A $1.50 Lens-Free Microscope
The device could diagnose disease in the developing world and enable rapid drug screening.
Using a $1.50 digital camera sensor, scientists at Caltech have created the simplest and cheapest lens-free microscope yet. Such a device could have many applications, including helping diagnose disease in the developing world, and enabling rapid screening of new drugs.
The best current way to diagnose malaria is for a skilled technician to examine blood samples using a conventional optical microscope. But this is impractical in parts of the world where malaria is common. A simple lens-free imaging device connected to a smart phone or a PDA could automatically diagnose disease. A lensless microscope could also be used for rapid cancer or drug screening, with dozens or hundreds of microscopes working simultaneously.
The Caltech device is remarkably simple. A system of microscopic channels called microfluidics lead a sample across the light-sensing chip, which snaps images in rapid succession as the sample passes across.

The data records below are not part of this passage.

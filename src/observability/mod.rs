//! # Observability Infrastructure
//!
//! Structured logging and metrics collection for the Streamplane data plane
//! core. Log and metric *transport* is the embedder's concern; this module
//! only wires up the `tracing` subscriber and the Prometheus exporter.

pub mod logging;
pub mod metrics;

pub use logging::init_logging;
pub use metrics::{init_metrics, MetricsRecorder};

use crate::config::ObservabilityConfig;
use crate::errors::Result;
use ::tracing::info;

/// Initialize all observability components
pub fn init_observability(config: &ObservabilityConfig) -> Result<()> {
    init_logging(config)?;

    if config.enable_metrics {
        init_metrics(config)?;
    }

    info!(
        service_name = %config.service_name,
        log_level = %config.log_level,
        metrics_enabled = %config.enable_metrics,
        "Observability initialized"
    );

    Ok(())
}

#[cfg(test)]
mod tests {
    use super::*;

    #[test]
    fn test_init_observability_without_metrics() {
        let config = ObservabilityConfig {
            enable_metrics: false,
            ..Default::default()
        };

        // Logging installation is idempotent, so this succeeds regardless of
        // test ordering.
        init_observability(&config).expect("observability init");
    }
}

Unlike previous iterations, there are no other parts. Earlier versions featured pinhole apertures and an electrokinetic drive for moving cells in a fixed orientation with an electric field. In the new device, this complexity is eliminated thanks to a clever design and more sophisticated software algorithms. Samples flow through the channel because of a tiny difference in pressure from one end of the chip to the other. The device’s makers call it a subpixel resolving optofluidic microscope, or SROFM.
“The advantage here is that it’s simpler than their previous approaches,” says David Erickson, a microfluidics expert at Cornell University.
Cells tend to roll end over end as they pass through a microfluidic channel. The new device uses this behavior to its advantage by capturing images and producing a video. By imaging a cell from every angle, a clinician can determine its volume, which can be useful when looking for cancer cells, for example. Changhuei Yang, who leads the lab where the microscope was developed, says this means samples, such as blood, do not have to be prepared on slides beforehand.